Jakarta – Wakil Menteri Agraria dan Tata Ruang/Wakil Kepala Badan Pertanahan Nasional (Wamen ATR/Waka BPN) Ossy Dermawan menegaskan pentingnya pemanfaatan teknologi kecerdasan buatan atau Artificial Intelligence (AI) secara tepat guna dalam mendukung tugas dan fungsi Kementerian ATR/BPN. Hal tersebut disampaikannya saat membuka webinar bertajuk Strategi Optimalisasi AI di Kementerian ATR/BPN: Kinerja Lebih Efisien, Aman, dan Bertanggung Jawab yang diselenggarakan Badan Pengembangan Sumber Daya Manusia (BPSDM) ATR/BPN, Kamis (29/01/2026).
Dalam sambutannya, Ossy menyampaikan bahwa AI memiliki potensi strategis dalam meningkatkan kualitas pengelolaan data pertanahan dan tata ruang, khususnya di tengah kompleksitas persoalan agraria yang semakin dinamis.
“Pemanfaatan AI berpotensi membantu peningkatan akurasi pemetaan dan analisis tata ruang, mendeteksi potensi konflik agraria sejak dini, hingga mendukung mitigasi perkara dan sengketa pertanahan.
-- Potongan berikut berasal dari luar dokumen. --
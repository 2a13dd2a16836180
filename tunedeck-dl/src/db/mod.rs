//! Database access for tunedeck-dl
//!
//! SQLite-backed persistence for the track catalog, rejections,
//! download history, the metadata cache, and service settings.

pub mod cache;
pub mod catalog;
pub mod history;
pub mod rejected;
pub mod settings;

use anyhow::Result;
use sqlx::SqlitePool;
use std::path::Path;

/// Initialize database connection pool
pub async fn init_database_pool(db_path: &Path) -> Result<SqlitePool> {
    // Ensure parent directory exists
    if let Some(parent) = db_path.parent() {
        std::fs::create_dir_all(parent)?;
    }

    // SQLite URI with mode=rwc (read, write, create)
    let db_url = format!("sqlite://{}?mode=rwc", db_path.display());
    tracing::debug!("Connecting to database: {}", db_url);

    let pool = SqlitePool::connect(&db_url).await?;
    init_tables(&pool).await?;

    Ok(pool)
}

/// Create tables and indexes if they don't exist
pub async fn init_tables(pool: &SqlitePool) -> Result<()> {
    sqlx::query(
        r#"
        CREATE TABLE IF NOT EXISTS tracks (
            id INTEGER PRIMARY KEY AUTOINCREMENT,
            video_id TEXT NOT NULL UNIQUE,
            url TEXT NOT NULL,
            title TEXT NOT NULL,
            artist TEXT,
            year INTEGER,
            genre TEXT,
            decade TEXT,
            file_path TEXT NOT NULL UNIQUE,
            file_size INTEGER,
            file_type TEXT NOT NULL DEFAULT 'mp3',
            duration_seconds REAL,
            bitrate_kbps INTEGER,
            source TEXT NOT NULL DEFAULT 'direct',
            downloaded_at TEXT NOT NULL DEFAULT CURRENT_TIMESTAMP,
            updated_at TEXT NOT NULL DEFAULT CURRENT_TIMESTAMP
        )
        "#,
    )
    .execute(pool)
    .await?;

    sqlx::query("CREATE INDEX IF NOT EXISTS idx_tracks_artist ON tracks(artist)")
        .execute(pool)
        .await?;
    sqlx::query("CREATE INDEX IF NOT EXISTS idx_tracks_genre ON tracks(genre)")
        .execute(pool)
        .await?;

    sqlx::query(
        r#"
        CREATE TABLE IF NOT EXISTS rejected_references (
            video_id TEXT PRIMARY KEY,
            url TEXT,
            title TEXT,
            reason TEXT,
            rejected_at TEXT NOT NULL DEFAULT CURRENT_TIMESTAMP
        )
        "#,
    )
    .execute(pool)
    .await?;

    sqlx::query(
        r#"
        CREATE TABLE IF NOT EXISTS download_history (
            id INTEGER PRIMARY KEY AUTOINCREMENT,
            video_id TEXT NOT NULL,
            action TEXT NOT NULL,
            notes TEXT,
            recorded_at TEXT NOT NULL DEFAULT CURRENT_TIMESTAMP
        )
        "#,
    )
    .execute(pool)
    .await?;

    sqlx::query("CREATE INDEX IF NOT EXISTS idx_history_video ON download_history(video_id)")
        .execute(pool)
        .await?;

    // Per-stage JSON columns: each pipeline stage upserts only its own field
    sqlx::query(
        r#"
        CREATE TABLE IF NOT EXISTS reference_cache (
            video_id TEXT PRIMARY KEY,
            resolved TEXT,
            extracted TEXT,
            genre TEXT,
            genre_source TEXT,
            updated_at TEXT NOT NULL DEFAULT CURRENT_TIMESTAMP
        )
        "#,
    )
    .execute(pool)
    .await?;

    sqlx::query(
        r#"
        CREATE TABLE IF NOT EXISTS settings (
            key TEXT PRIMARY KEY,
            value TEXT NOT NULL
        )
        "#,
    )
    .execute(pool)
    .await?;

    tracing::info!(
        "Database tables initialized (tracks, rejected_references, download_history, reference_cache, settings)"
    );

    Ok(())
}

#[cfg(test)]
pub(crate) async fn test_pool() -> SqlitePool {
    let pool = SqlitePool::connect("sqlite::memory:")
        .await
        .expect("in-memory pool");
    init_tables(&pool).await.expect("init tables");
    pool
}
Bahkan, AI juga dapat memperkuat pengawasan dan upaya pemberantasan mafia tanah berbasis data,” ujar Ossy.
Meski demikian, ia menegaskan bahwa penggunaan AI di lingkungan Kementerian ATR/BPN tidak boleh dilakukan secara serampangan. Menurutnya, terdapat tiga prinsip utama yang harus menjadi pijakan, yakni efisiensi, keamanan, dan tanggung jawab.
“Efisien berarti teknologi benar-benar memberikan manfaat nyata, meningkatkan produktivitas, serta mempercepat pelayanan publik. Aman berarti seluruh sistem AI harus menjamin perlindungan data, privasi, dan ketahanan terhadap ancaman siber,” jelasnya.
Prinsip tanggung jawab, lanjut Ossy, menjadi aspek krusial yang tidak boleh diabaikan. Ia mengingatkan agar pemanfaatan AI tetap menjunjung tinggi etika, kepatuhan terhadap hukum, serta tata kelola pemerintahan yang baik.
“Kemajuan teknologi tidak boleh menggeser nilai-nilai dasar pelayanan publik. Keadilan, kepastian hukum, kemanusiaan, dan keberpihakan kepada kepentingan rakyat harus tetap menjadi landasan utama,” tegasnya.
Webinar tersebut diikuti sekitar 700 peserta yang merupakan pegawai Kementerian ATR/BPN dari berbagai unit kerja. Sejumlah narasumber turut hadir, di antaranya AI Skills Director Microsoft Indonesia Arief Suseno, Co-Founder Binar Dita Aisyah, serta Data Engineer Maybank Aldo Lionel Saonard, yang membagikan perspektif praktis terkait pengembangan dan penerapan AI.
Di akhir sambutannya, Ossy berharap kegiatan ini tidak berhenti pada diskusi semata, melainkan ditindaklanjuti secara konkret melalui program pelatihan berkelanjutan dan pengembangan proyek percontohan di unit-unit strategis.
“Saya mendorong BPSDM agar hasil webinar ini diterjemahkan menjadi program pelatihan yang terstruktur. Dengan begitu, transformasi digital yang kita jalankan benar-benar terencana, sistematis, dan berkelanjutan,” pungkasnya.